HOMICÍDIO FUNCIONAL E A IGUALDADE CONSTITUCIONAL ENTRE OS FILHOS ADOTIVOS E OS FILHOS CONSANGUÍNEOS
DOI:
https://doi.org/10.61224/2525-4995.2023.1197Resumo
O presente artigo tem como objetivo analisar qual a posição doutrinária brasileira que está prevalecendo entre filhos adotivos e filhos consanguíneos, no crime de homicídio funcional, previsto no artigo 121, § 2º, inciso VII, do Código Penal. A metodologia utilizada no presente estudo é a bibliográfica, consistindo em pesquisas em material já elaborado, como livros e artigos científicos.
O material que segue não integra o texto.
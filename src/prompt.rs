use crate::error::RetrievalError;

pub const NO_MATCHES_MESSAGE: &str = "No similar items found in the nutrition database.";
pub const UNAVAILABLE_MESSAGE: &str = "Nutrition retrieval is unavailable right now.";

/// Joins retrieved lines into the context block of a prompt.
pub fn grounding_context(lines: &[String]) -> String {
    lines.join("\n")
}

/// Builds the meal-analysis prompt sent to the completion service.
pub fn meal_prompt(description: &str, context_lines: &[String]) -> String {
    let mut prompt = format!(
        "Analyze this meal. Describe what you see and estimate ingredient breakdown. \
         User description: {}",
        description.trim()
    );
    if !context_lines.is_empty() {
        prompt.push_str(
            "\nHere are some context with the top entries in the nutrition database \
             for reference for caloric calculations:\n",
        );
        prompt.push_str(&grounding_context(context_lines));
    }
    prompt
}

/// End-user text for a retrieval outcome. An empty result and a broken
/// index or store read differently.
pub fn user_message(outcome: &Result<Vec<String>, RetrievalError>) -> String {
    match outcome {
        Ok(lines) if lines.is_empty() => NO_MATCHES_MESSAGE.to_string(),
        Ok(lines) => grounding_context(lines),
        Err(e) if e.is_unavailable() => format!("{} ({})", UNAVAILABLE_MESSAGE, e),
        Err(e) => format!("Retrieval failed: {}", e),
    }
}

#[cfg(test)]
mod tests {
    use super::*;
    use std::path::PathBuf;

    #[test]
    fn test_meal_prompt_includes_context_block() {
        let lines = vec!["Banana, Fruits".to_string(), "Apple, Fruits".to_string()];
        let prompt = meal_prompt("  Toast with eggs and avocado. ", &lines);
        assert!(prompt.contains("User description: Toast with eggs and avocado."));
        assert!(prompt.ends_with("caloric calculations:\nBanana, Fruits\nApple, Fruits"));
    }

    #[test]
    fn test_meal_prompt_without_context() {
        let prompt = meal_prompt("soup", &[]);
        assert!(prompt.ends_with("User description: soup"));
        assert!(!prompt.contains("nutrition database"));
    }

    #[test]
    fn test_user_message_distinguishes_empty_from_unavailable() {
        assert_eq!(user_message(&Ok(Vec::new())), NO_MATCHES_MESSAGE);

        let missing = Err(RetrievalError::NotFound(PathBuf::from("food_index.fidx")));
        assert!(user_message(&missing).starts_with(UNAVAILABLE_MESSAGE));

        let bad_k = Err(RetrievalError::InvalidArgument("k must be at least 1".into()));
        assert!(user_message(&bad_k).starts_with("Retrieval failed"));

        assert_eq!(user_message(&Ok(vec!["a".into(), "b".into()])), "a\nb");
    }
}
pub mod connection;
pub mod endpoints;

pub use connection::{ApiConnectionError, CompletionService, OllamaClient};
Assim, com base na literatura bibliográfica esposada no decorrer do estudo, pode-se perceber que, de modo geral, o bem jurídico tutelado pela qualificadora do crime de homicídio funcional é a função pública, visando diminuir os índices de criminalidade contra os agentes de segurança. Todavia, os sujeitos passivos da presente qualificadora só são abrangentes quanto aos parentes consanguíneos até o terceiro grau, ficando excluídos os filhos adotivos e outros parentes por afinidade, considerando a inaplicabilidade da analogia in malam partem pelo direito penal brasileiro.